ACTIVITY:
Please print the data that follows, keeping every line exact.

======== THE DATA

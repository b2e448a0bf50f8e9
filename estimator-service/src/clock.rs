use time::OffsetDateTime;

/// Source of the current instant for clock-derived features.
pub trait Clock: Send + Sync {
    fn now(&self) -> OffsetDateTime;
}

/// Local wall clock, falling back to UTC when the local offset cannot be
/// determined (e.g. multi-threaded processes on some Unix targets).
#[derive(Debug, Clone, Copy, Default)]
pub struct SystemClock;

impl Clock for SystemClock {
    fn now(&self) -> OffsetDateTime {
        OffsetDateTime::now_local().unwrap_or_else(|_| OffsetDateTime::now_utc())
    }
}

/// Always returns the same instant.
#[derive(Debug, Clone, Copy)]
pub struct FixedClock(pub OffsetDateTime);

impl Clock for FixedClock {
    fn now(&self) -> OffsetDateTime {
        self.0
    }
}
use std::{env, fs, sync::Arc};

use anyhow::{bail, Context, Result};
use estimator_service::{cli, clock::SystemClock, config::AppConfig, observability};

fn main() -> Result<()> {
    observability::init_tracing();

    let args: Vec<String> = env::args().collect();
    if args.len() < 3 {
        bail!("usage: estimate <hourly|timestamped> <form.toml>");
    }
    let form_path = &args[2];

    // Load configuration (ESTIMATOR_CONFIG points at the model artifacts).
    let cfg = AppConfig::load()?;

    let contents =
        fs::read_to_string(form_path).with_context(|| format!("failed to read form {form_path}"))?;

    let text = cli::run(&cfg, &args[1], &contents, Arc::new(SystemClock))?;
    print!("{text}");

    Ok(())
}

================

ANSWER SECTION:
repository b2e448a0bf50f8e9
filename estimator-service/src/clock.rs
use time::OffsetDateTime;

/// Source of the current instant for clock-derived features.
pub trait Clock: Send + Sync {
    fn now(&self) -> OffsetDateTime;
}

/// Local wall clock, falling back to UTC when the local offset cannot be
/// determined (e.g. multi-threaded processes on some Unix targets).
#[derive(Debug, Clone, Copy, Default)]
pub struct SystemClock;

impl Clock for SystemClock {
    fn now(&self) -> OffsetDateTime {
        OffsetDateTime::now_local().unwrap_or_else(|_| OffsetDateTime::now_utc())
    }
}

/// Always returns the same instant.
#[derive(Debug, Clone, Copy)]
pub struct FixedClock(pub OffsetDateTime);

impl Clock for FixedClock {
    fn now(&self) -> OffsetDateTime {
        self.0
    }
}
use std::{env, fs, sync::Arc};

use anyhow::{bail, Context, Result};
use estimator_service::{cli, clock::SystemClock, config::AppConfig, observability};

fn main() -> Result<()> {
    observability::init_tracing();

    let args: Vec<String> = env::args().collect();
    if args.len() < 3 {
        bail!("usage: estimate <hourly|timestamped> <form.toml>");
    }
    let form_path = &args[2];

    // Load configuration (ESTIMATOR_CONFIG points at the model artifacts).
    let cfg = AppConfig::load()?;

    let contents =
        fs::read_to_string(form_path).with_context(|| format!("failed to read form {form_path}"))?;

    let text = cli::run(&cfg, &args[1], &contents, Arc::new(SystemClock))?;
    print!("{text}");

    Ok(())
}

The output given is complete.